Hi, thanks for the interest in this package!

While I'm not opposed to adding new utilities, I'm trying to be very careful about preventing this from becoming a kitchen sink library (like its predecessor). As such I'm setting the bar for being included to be quite high.

This behavior might be more naturally expressed as

{k: v for k, v in dict_.items() if re.match(regexpr, k)}

But, I can see that this might be clunky. Its a pain to have to reference the key by name three times. Its the same reason why I like dict_subset(dict_, keys) / dict_isect(dict_, keys) over {k: dict_[k] for k in keys}: you only need to refer to the variables once to accomplish the task.

You could do a little better with something like

dict_subset(dict_, filter(re.compile(regexpr).match, dict_))

but again you would have to reference the dict twice, so that's not ideal either.
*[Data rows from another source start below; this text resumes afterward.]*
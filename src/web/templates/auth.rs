use askama::Template;
use axum::{
    extract::State,
    response::{IntoResponse, Redirect, Response},
    Form,
};
use axum_extra::extract::CookieJar;
use serde::Deserialize;

use crate::{
    api::{middleware::auth::console_account, state::AppState},
    auth::{self, AuthService, LOGIN_CSRF_COOKIE, SESSION_COOKIE},
    error::AppError,
    web::{
        flash::{self, Flash},
        templates::HtmlTemplate,
    },
};

pub const INVALID_LOGIN: &str = "Invalid credentials or not admin!";

#[derive(Template)]
#[template(path = "auth/login.html")]
pub struct LoginTemplate {
    pub current_user: Option<super::UserInfo>,
    pub flash: Option<Flash>,
    pub error: Option<String>,
    pub identifier: String,
    pub csrf_token: String,
}

#[derive(Debug, Deserialize)]
pub struct LoginForm {
    /// Username or email.
    pub identifier: String,
    pub password: String,
    #[serde(default)]
    pub csrf_token: String,
}

// GET /
pub async fn login_page(
    State(state): State<AppState>,
    jar: CookieJar,
) -> Response {
    if console_account(&state, &jar).await.is_some() {
        return Redirect::to("/dashboard/").into_response();
    }

    let (jar, flash) = flash::take(jar);

    // one token per browser, shared by open tabs
    let csrf_token = match jar.get(LOGIN_CSRF_COOKIE) {
        Some(cookie) if !cookie.value().is_empty() => cookie.value().to_string(),
        _ => auth::generate_token(),
    };
    let jar = jar.add(state.service_context.auth_service.create_login_csrf_cookie(&csrf_token));

    (jar, HtmlTemplate(LoginTemplate {
        current_user: None,
        flash,
        error: None,
        identifier: String::new(),
        csrf_token,
    })).into_response()
}

// POST /
pub async fn login_handler(
    State(state): State<AppState>,
    jar: CookieJar,
    Form(form): Form<LoginForm>,
) -> Response {
    let cookie_token = jar.get(LOGIN_CSRF_COOKIE).map(|c| c.value().to_string());
    if !auth::login_csrf_matches(cookie_token.as_deref(), &form.csrf_token) {
        tracing::warn!("Console login rejected: CSRF token missing or mismatched");
        return crate::web::console::csrf_failure(None);
    }

    let minimum_role = state.settings.console.minimum_role;

    let account = match state.service_context.session_issuer
        .authenticate(&form.identifier, &form.password)
        .await
    {
        Ok(account) if account.role >= minimum_role => account,
        Ok(account) => {
            tracing::warn!("Console login refused for {} ({:?})", account.username, account.role);
            return invalid_login(form.identifier, form.csrf_token);
        }
        Err(AppError::InvalidCredentials) => return invalid_login(form.identifier, form.csrf_token),
        Err(e) => {
            tracing::error!("Console login failed: {}", e);
            return invalid_login(form.identifier, form.csrf_token);
        }
    };

    let auth_service = &state.service_context.auth_service;

    let token = match auth_service.create_session(account.id).await {
        Ok((_session, token)) => token,
        Err(e) => {
            tracing::error!("Failed to create console session: {}", e);
            return invalid_login(form.identifier, form.csrf_token);
        }
    };

    if let Err(e) = state.service_context.account_repo.record_login(account.id).await {
        tracing::warn!("Failed to record login for {}: {}", account.username, e);
    }

    tracing::info!("Console login for {}", account.username);

    let jar = jar
        .add(auth_service.create_session_cookie(&token))
        .add(AuthService::clear_login_csrf_cookie());

    (jar, Redirect::to("/dashboard/")).into_response()
}

fn invalid_login(identifier: String, csrf_token: String) -> Response {
    HtmlTemplate(LoginTemplate {
        current_user: None,
        flash: None,
        error: Some(INVALID_LOGIN.to_string()),
        identifier,
        csrf_token,
    }).into_response()
}

// GET|POST /logout/
pub async fn logout_handler(
    State(state): State<AppState>,
    jar: CookieJar,
) -> (CookieJar, Redirect) {
    if let Some(session_cookie) = jar.get(SESSION_COOKIE) {
        let auth_service = &state.service_context.auth_service;

        match auth_service.validate_session(session_cookie.value()).await {
            Ok(Some(session)) => {
                if let Err(e) = state.service_context.csrf_service.revoke(&session.id).await {
                    tracing::warn!("Failed to revoke CSRF token at logout: {}", e);
                }
            }
            Ok(None) => {}
            Err(e) => tracing::warn!("Failed to look up session at logout: {}", e),
        }

        if let Err(e) = auth_service.invalidate_session(session_cookie.value()).await {
            tracing::warn!("Failed to invalidate console session: {}", e);
        }
    }

    let jar = jar.add(AuthService::create_logout_cookie());

    (jar, Redirect::to("/"))
}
Even so, I'm not a huge fan of adding functions that are specific to regular expressions; I feel like that is a bit too narrow. I've tried to do stuff like that in the past, but it just turned out to be a mess. So ultimately I don't want to include anything targeted specifically towards regex.


However, there may be a middle ground. What you are essentially trying to do is filter a dictionary; you just happen to be using regular expressions to do that.

The existing map_keys and map_values are based of the builtin python map function. In my experience I've found them to highly reusable, but ubelt does not contain the analogous functions for filter or reduce.

I think I'd be much more likely to accept an implementation of filter_keys and filter_vals, and I think you could use them to address your regex use-case with minimal extra code.

filter_keys(re.compile(regexpr).match, dict_)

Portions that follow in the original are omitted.